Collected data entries
********
//! Scripted [`CompletionClient`] for the crate's unit tests.

use std::sync::Mutex;

use async_trait::async_trait;

use crate::agents::completion::{CompletionClient, CompletionError, CompletionRequest, CompletionResponse};
use crate::models::Provider;

#[derive(Debug, Clone)]
enum Reply {
    Text(String),
    Fail(String),
}

/// Replies according to the first rule whose needle appears in the request's
/// instructions (or input), else with the default reply. Every call is recorded.
pub struct MockCompletionClient {
    provider: Provider,
    rules: Vec<(String, Reply)>,
    default_reply: Reply,
    structured: bool,
    web_search: bool,
    calls: Mutex<Vec<CompletionRequest>>,
}

impl MockCompletionClient {
    pub fn new(default_reply: impl Into<String>) -> Self {
        Self {
            provider: Provider::OpenAi,
            rules: Vec::new(),
            default_reply: Reply::Text(default_reply.into()),
            structured: false,
            web_search: false,
            calls: Mutex::new(Vec::new()),
        }
    }

    pub fn failing(message: impl Into<String>) -> Self {
        let mut client = Self::new("");
        client.default_reply = Reply::Fail(message.into());
        client
    }

    pub fn with_provider(mut self, provider: Provider) -> Self {
        self.provider = provider;
        self
    }

    pub fn with_structured_output(mut self) -> Self {
        self.structured = true;
        self
    }

    pub fn with_web_search(mut self) -> Self {
        self.web_search = true;
        self
    }

    pub fn reply_when(mut self, needle: impl Into<String>, reply: impl Into<String>) -> Self {
        self.rules.push((needle.into(), Reply::Text(reply.into())));
        self
    }

    pub fn fail_when(mut self, needle: impl Into<String>, message: impl Into<String>) -> Self {
        self.rules.push((needle.into(), Reply::Fail(message.into())));
        self
    }

    pub fn calls(&self) -> Vec<CompletionRequest> {
        self.calls.lock().map(|c| c.clone()).unwrap_or_default()
    }

    pub fn call_count(&self) -> usize {
        self.calls.lock().map(|c| c.len()).unwrap_or_default()
    }
}

#[async_trait]
impl CompletionClient for MockCompletionClient {
    fn provider(&self) -> Provider {
        self.provider
    }

    fn supports_structured_output(&self) -> bool {
        self.structured
    }

    fn supports_web_search(&self) -> bool {
        self.web_search
    }

    async fn complete(&self, request: CompletionRequest) -> Result<CompletionResponse, CompletionError> {
        let reply = self
            .rules
            .iter()
            .find(|(needle, _)| request.instructions.contains(needle.as_str()) || request.input.contains(needle.as_str()))
            .map(|(_, reply)| reply.clone())
            .unwrap_or_else(|| self.default_reply.clone());

        let structured = self.structured && request.output_schema.is_some();
        if let Ok(mut calls) = self.calls.lock() {
            calls.push(request);
        }

        match reply {
            Reply::Text(output_text) => Ok(CompletionResponse { output_text, structured }),
            Reply::Fail(message) => Err(CompletionError::Provider(message)),
        }
    }
}
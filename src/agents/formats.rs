use std::sync::LazyLock;

use aho_corasick::{AhoCorasick, MatchKind};
use serde_json::{json, Value};

use crate::agents::completion::{CompletionClient, CompletionRequest};
use crate::agents::extract::extract_json_object;
use crate::models::ReasoningEffort;

const ARCHITECT_INSTRUCTIONS: &str =
    "You are an expert system architect who specializes in designing JSON data formats for AI applications.";

/// Industries in lookup priority order, with the keywords that identify them.
const INDUSTRY_KEYWORDS: [(&str, &[&str]); 6] = [
    ("finance", &["finance", "banking", "investment", "trading", "insurance", "fintech", "stock"]),
    ("healthcare", &["healthcare", "medical", "clinical", "patient", "diagnosis", "treatment"]),
    ("technology", &["technology", "software", "development", "engineering", "tech"]),
    ("retail", &["retail", "ecommerce", "sales", "marketing", "customer", "product"]),
    ("legal", &["legal", "law", "compliance", "regulatory", "contract", "litigation"]),
    ("education", &["education", "learning", "training", "academic", "student", "course"]),
];

static INDUSTRY_MATCHER: LazyLock<(AhoCorasick, Vec<usize>)> = LazyLock::new(|| {
    let mut patterns = Vec::new();
    let mut owners = Vec::new();
    for (idx, (_, keywords)) in INDUSTRY_KEYWORDS.iter().enumerate() {
        for keyword in keywords.iter() {
            patterns.push(*keyword);
            owners.push(idx);
        }
    }
    let matcher = AhoCorasick::builder()
        .ascii_case_insensitive(true)
        .match_kind(MatchKind::Standard)
        .build(&patterns)
        .expect("industry keyword automaton");
    (matcher, owners)
});

#[derive(Debug, Clone, PartialEq)]
pub struct IndustryFormats {
    pub input_format: Value,
    pub output_format: Value,
    /// False when the canned fallback was used.
    pub generated: bool,
}

/// Best guess at the industry a use case belongs to, `"general"` when no
/// keyword matches. Earlier industries win ties.
pub fn detect_industry(usecase: &str) -> &'static str {
    let (matcher, owners) = &*INDUSTRY_MATCHER;
    matcher
        .find_overlapping_iter(usecase)
        .map(|m| owners[m.pattern().as_usize()])
        .min()
        .map(|idx| INDUSTRY_KEYWORDS[idx].0)
        .unwrap_or("general")
}

fn format_request(industry: &str, usecase: &str, tasks: &[String]) -> String {
    let tasks_text = if tasks.is_empty() {
        String::new()
    } else {
        let lines: Vec<String> = tasks.iter().map(|t| format!("- {}", t)).collect();
        format!("\nSpecific tasks to consider:\n{}", lines.join("\n"))
    };

    format!(
        r#"Generate appropriate JSON schemas for both INPUT and OUTPUT formats for an AI system in the {industry} industry, specifically for {usecase}.{tasks_text}

Requirements:
1. Design practical, real-world JSON formats that would be used in {industry} for {usecase}
2. Include all relevant fields that professionals in {industry} would expect
3. Use appropriate data types (string, number, boolean, array, object)
4. Include nested objects where appropriate for the domain
5. Add meaningful field names that reflect industry terminology
6. Consider compliance, regulatory, and industry-specific requirements
7. Make the input format comprehensive enough to capture all necessary data
8. Make the output format detailed and actionable for professionals

Return ONLY a JSON object with exactly this structure:
{{"input_format": {{ ... }}, "output_format": {{ ... }}}}"#
    )
}

fn parse_formats(text: &str) -> Option<(Value, Value)> {
    let object = extract_json_object(text)?;
    let mut value: Value = serde_json::from_str(object).ok()?;
    let input = value.get_mut("input_format").map(Value::take).unwrap_or_else(|| json!({}));
    let output = value.get_mut("output_format").map(Value::take).unwrap_or_else(|| json!({}));
    Some((input, output))
}

/// Asks the model for input/output JSON formats. Never fails: any upstream or
/// parse problem yields [`fallback_formats`].
pub async fn generate_json_formats(
    client: &dyn CompletionClient,
    model: &str,
    industry: &str,
    usecase: &str,
    tasks: &[String],
    reasoning_effort: ReasoningEffort,
) -> IndustryFormats {
    let request = CompletionRequest::new(model, ARCHITECT_INSTRUCTIONS, format_request(industry, usecase, tasks))
        .with_reasoning_effort(reasoning_effort);

    match client.complete(request).await {
        Ok(response) => match parse_formats(&response.output_text) {
            Some((input_format, output_format)) => {
                log::info!("🧩 Generated JSON formats for {} - {}", industry, usecase);
                IndustryFormats {
                    input_format,
                    output_format,
                    generated: true,
                }
            }
            None => {
                log::warn!("⚠️ Format reply had no JSON object, using fallback for {}", industry);
                fallback_formats(industry)
            }
        },
        Err(e) => {
            log::error!("❌ Error generating JSON formats: {}", e);
            fallback_formats(industry)
        }
    }
}

pub fn fallback_formats(industry: &str) -> IndustryFormats {
    let (input_format, output_format) = match industry.to_lowercase().as_str() {
        "finance" => (
            json!({
                "request_id": "string",
                "user_id": "string",
                "data": {
                    "market_data": {
                        "symbols": ["string"],
                        "timeframe": "string",
                        "metrics": ["string"]
                    },
                    "analysis_type": "string",
                    "risk_tolerance": "string",
                    "compliance_requirements": ["string"]
                },
                "timestamp": "string"
            }),
            json!({
                "analysis_id": "string",
                "results": {
                    "summary": "string",
                    "recommendations": ["string"],
                    "risk_assessment": {
                        "risk_level": "string",
                        "risk_factors": ["string"],
                        "risk_score": "number"
                    },
                    "financial_metrics": {
                        "key_indicators": "object",
                        "performance_data": "object"
                    }
                },
                "compliance": {
                    "regulatory_notes": ["string"],
                    "approval_status": "string"
                },
                "timestamp": "string",
                "confidence_level": "number"
            }),
        ),
        "healthcare" => (
            json!({
                "patient_id": "string",
                "request_type": "string",
                "clinical_data": {
                    "symptoms": ["string"],
                    "medical_history": ["string"],
                    "current_medications": ["string"],
                    "vital_signs": "object",
                    "lab_results": "object"
                },
                "privacy_consent": "boolean",
                "urgency_level": "string"
            }),
            json!({
                "analysis_id": "string",
                "clinical_assessment": {
                    "primary_findings": ["string"],
                    "differential_diagnosis": ["string"],
                    "risk_stratification": "string"
                },
                "recommendations": {
                    "immediate_actions": ["string"],
                    "follow_up_care": ["string"],
                    "referrals": ["string"]
                },
                "safety_alerts": ["string"],
                "confidence_metrics": {
                    "certainty_level": "number",
                    "evidence_quality": "string"
                },
                "compliance_notes": ["string"]
            }),
        ),
        "technology" => (
            json!({
                "project_id": "string",
                "requirements": {
                    "functional_specs": ["string"],
                    "technical_constraints": ["string"],
                    "performance_criteria": "object",
                    "security_requirements": ["string"]
                },
                "context": {
                    "technology_stack": ["string"],
                    "team_size": "number",
                    "timeline": "string",
                    "budget_constraints": "string"
                }
            }),
            json!({
                "solution_id": "string",
                "technical_solution": {
                    "architecture_design": "object",
                    "implementation_plan": ["string"],
                    "technology_recommendations": ["string"]
                },
                "risk_analysis": {
                    "technical_risks": ["string"],
                    "mitigation_strategies": ["string"]
                },
                "resource_estimates": {
                    "time_estimate": "string",
                    "effort_breakdown": "object",
                    "skill_requirements": ["string"]
                },
                "success_metrics": ["string"]
            }),
        ),
        _ => (
            json!({
                "request_id": "string",
                "user_input": "string",
                "context": "object",
                "parameters": "object"
            }),
            json!({
                "response_id": "string",
                "result": "string",
                "metadata": "object",
                "confidence": "number",
                "timestamp": "string"
            }),
        ),
    };

    IndustryFormats {
        input_format,
        output_format,
        generated: false,
    }
}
********
Task objective:
Would you copy out each line of the records above where the word "complete" occurs?

Solution to this problem:
    async fn complete(&self, request: CompletionRequest) -> Result<CompletionResponse, CompletionError> {
    match client.complete(request).await {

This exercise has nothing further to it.